In the background, tablas were being played, hummingbirds were a-humming, crickets chirping – and I tried not to look at the tree to which the poor goat had been tethered before given the coup de grace.
In one corner,a group of old men, hats on head, were huddled together exchanging confidences and recalling past glories; in another, youths boldly flashed their smiles at girls who looked demure and only giggled in response.
What a wonderful day. Here there was no artificiality, not a “wedding-planner” in sight, no videos – just simplicity and innocence and yet, at the same time, great profundity. And, above all else, great joy (why, I even thought I saw two lizards dancing together!)
And then perhaps strange in our eyes – after the meal was finished, all the Groom’s side of the family left, taking with them the young couple back to his parental home.
With car horns sounding, we drove back to another reception there – with more food of a similar kind and of identical large quantities.

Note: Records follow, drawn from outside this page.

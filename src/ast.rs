//! Syntax tree produced by the parser.
//!
//! Every node owns its children outright; nothing points back up the tree.
//! The `Serialize` derives exist for the debug dump in `printer` only.

use serde::Serialize;

use crate::ty::Type;

/// Unary operators recognised by the language.
#[derive(Debug, Clone, Copy, PartialEq, Eq, Serialize)]
pub enum UnaryOpKind {
  /// `-`
  Negate,
  /// `~`
  Complement,
  /// `!`
  LogicalNot,
}

#[derive(Debug, Clone, PartialEq, Eq, Serialize)]
#[serde(tag = "type")]
pub enum Expression {
  Constant {
    value: i32,
  },
  Unary {
    op: UnaryOpKind,
    #[serde(rename = "expression")]
    inner: Box<Expression>,
  },
}

impl Expression {
  pub fn constant(value: i32) -> Self {
    Self::Constant { value }
  }

  pub fn unary(op: UnaryOpKind, inner: Expression) -> Self {
    Self::Unary {
      op,
      inner: Box::new(inner),
    }
  }
}

#[derive(Debug, Clone, PartialEq, Eq, Serialize)]
#[serde(tag = "type")]
pub enum Statement {
  #[serde(rename = "ReturnStmt")]
  Return { expression: Expression },
}

#[derive(Debug, Clone, PartialEq, Eq, Serialize)]
pub struct Function {
  pub name: String,
  pub return_type: Type,
  pub body: Statement,
}

/// Root of the tree. The grammar produces exactly one function; the slot is
/// optional only so the lowering pass can reject a hand-built empty program.
#[derive(Debug, Clone, PartialEq, Eq, Serialize)]
pub struct Program {
  pub function: Option<Function>,
}

impl Program {
  pub fn new(function: Function) -> Self {
    Self {
      function: Some(function),
    }
  }
}
//! Recursive-descent parser producing the program AST.
//!
//! One routine per grammar rule, one token of lookahead, no backtracking:
//!
//! ```text
//! Program    := Function EOF
//! Function   := "fn" IDENTIFIER "(" ["void"] ")" ":" Type "{" Statement "}"
//! Type       := "int"
//! Statement  := "return" Expression ";"
//! Expression := UnaryOp Expression | "--" Expression | "(" Expression ")" | INTEGER
//! UnaryOp    := "-" | "~" | "!"
//! ```
//!
//! The first token that does not fit stops parsing; there is no recovery.

use std::iter::Peekable;
use std::vec;

use tracing::debug;

use crate::ast::{Expression, Function, Program, Statement, UnaryOpKind};
use crate::error::{IntegerOutOfRangeSnafu, SyntaxError, UnexpectedEndSnafu, UnexpectedTokenSnafu};
use crate::tokenizer::{Token, TokenKind};
use crate::ty::Type;

/// Parse a whole program from the token stream.
pub fn parse(tokens: Vec<Token>) -> Result<Program, SyntaxError> {
  let mut stream = TokenStream::new(tokens);

  let function = parse_function(&mut stream)?;
  stream.skip(TokenKind::Eof)?;

  debug!(function = %function.name, "parsed program");
  Ok(Program::new(function))
}

fn parse_function(stream: &mut TokenStream) -> Result<Function, SyntaxError> {
  stream.skip(TokenKind::Fn)?;
  let name = stream.skip(TokenKind::Identifier)?.text;

  stream.skip(TokenKind::LParen)?;
  stream.equal(TokenKind::Void);
  stream.skip(TokenKind::RParen)?;

  stream.skip(TokenKind::Colon)?;
  let return_type = parse_type(stream)?;

  stream.skip(TokenKind::LBrace)?;
  let body = parse_stmt(stream)?;
  stream.skip(TokenKind::RBrace)?;

  Ok(Function {
    name,
    return_type,
    body,
  })
}

fn parse_type(stream: &mut TokenStream) -> Result<Type, SyntaxError> {
  match stream.peek_kind().and_then(Type::from_keyword) {
    Some(ty) => {
      stream.advance();
      Ok(ty)
    }
    None => Err(stream.unexpected(TokenKind::KInt)),
  }
}

fn parse_stmt(stream: &mut TokenStream) -> Result<Statement, SyntaxError> {
  // The only statement form today is `return`.
  stream.skip(TokenKind::Return)?;
  let expression = parse_expr(stream)?;
  stream.skip(TokenKind::Semicolon)?;
  Ok(Statement::Return { expression })
}

fn parse_expr(stream: &mut TokenStream) -> Result<Expression, SyntaxError> {
  match stream.peek_kind() {
    Some(TokenKind::Minus) => parse_unary(stream, UnaryOpKind::Negate),
    Some(TokenKind::Bitwise) => parse_unary(stream, UnaryOpKind::Complement),
    Some(TokenKind::Not) => parse_unary(stream, UnaryOpKind::LogicalNot),
    Some(TokenKind::Decrement) => {
      // `--` is lexed as one token but there is no decrement operator.
      let inner = parse_unary(stream, UnaryOpKind::Negate)?;
      Ok(Expression::unary(UnaryOpKind::Negate, inner))
    }
    Some(TokenKind::LParen) => {
      stream.advance();
      let node = parse_expr(stream)?;
      stream.skip(TokenKind::RParen)?;
      Ok(node)
    }
    _ => parse_constant(stream),
  }
}

/// Consume the operator token, then the operand it applies to.
fn parse_unary(stream: &mut TokenStream, op: UnaryOpKind) -> Result<Expression, SyntaxError> {
  stream.advance();
  let inner = parse_expr(stream)?;
  Ok(Expression::unary(op, inner))
}

fn parse_constant(stream: &mut TokenStream) -> Result<Expression, SyntaxError> {
  let token = stream.skip(TokenKind::Integer)?;
  let Ok(value) = token.text.parse::<i32>() else {
    return IntegerOutOfRangeSnafu {
      text: token.text,
      position: token.position,
    }
    .fail();
  };
  Ok(Expression::constant(value))
}

/// Forward-only cursor over the token vector.
struct TokenStream {
  tokens: Peekable<vec::IntoIter<Token>>,
}

impl TokenStream {
  /// Take ownership of the tokens; consumed tokens are never seen again.
  fn new(tokens: Vec<Token>) -> Self {
    Self {
      tokens: tokens.into_iter().peekable(),
    }
  }

  fn peek_kind(&mut self) -> Option<TokenKind> {
    self.tokens.peek().map(|token| token.kind)
  }

  fn advance(&mut self) {
    self.tokens.next();
  }

  /// Consume the current token if it is of the given kind.
  fn equal(&mut self, kind: TokenKind) -> bool {
    self.tokens.next_if(|token| token.kind == kind).is_some()
  }

  /// Consume and return the current token, which must be of kind `expected`.
  /// On a mismatch nothing is consumed.
  fn skip(&mut self, expected: TokenKind) -> Result<Token, SyntaxError> {
    match self.tokens.next_if(|token| token.kind == expected) {
      Some(token) => Ok(token),
      None => Err(self.unexpected(expected)),
    }
  }

  fn unexpected(&mut self, expected: TokenKind) -> SyntaxError {
    match self.tokens.peek() {
      Some(token) => UnexpectedTokenSnafu {
        expected,
        actual: token.kind,
        position: token.position,
      }
      .build(),
      None => UnexpectedEndSnafu { expected }.build(),
    }
  }
}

Then followed more speeches and warm words of welcome to the girl who was now part of the family and who, from that moment, would be taking up residence with her new husband and in-laws, as is customary.
It may, I suppose, seem strange to some that a Church of Scotland minister should be conducting a Church of Scotland marriage ceremony some 4000 miles away and in unorthodox surroundings.
But Christ knows no barriers.
And seldom have I been given such a warm and sincere welcome on that particular day.
The Kingdom of Heaven is likened to a Wedding Feast – that incident was the perfect illustration of it.
(p.s. I got a doggy-bag of my favourite goat roti to take home)
pps I revisited Sangre Grande on 22 February 2016 – almost 34 years after the events described above. I went to the home of the mother-in-law of the bride. Almost immediately a photo was produced; it shows the wedding party and myself.
Later, I was to go into town and there I met with Patsy – the bride in the photo. We embraced warmly. What a welcome and what a lovely and loving family.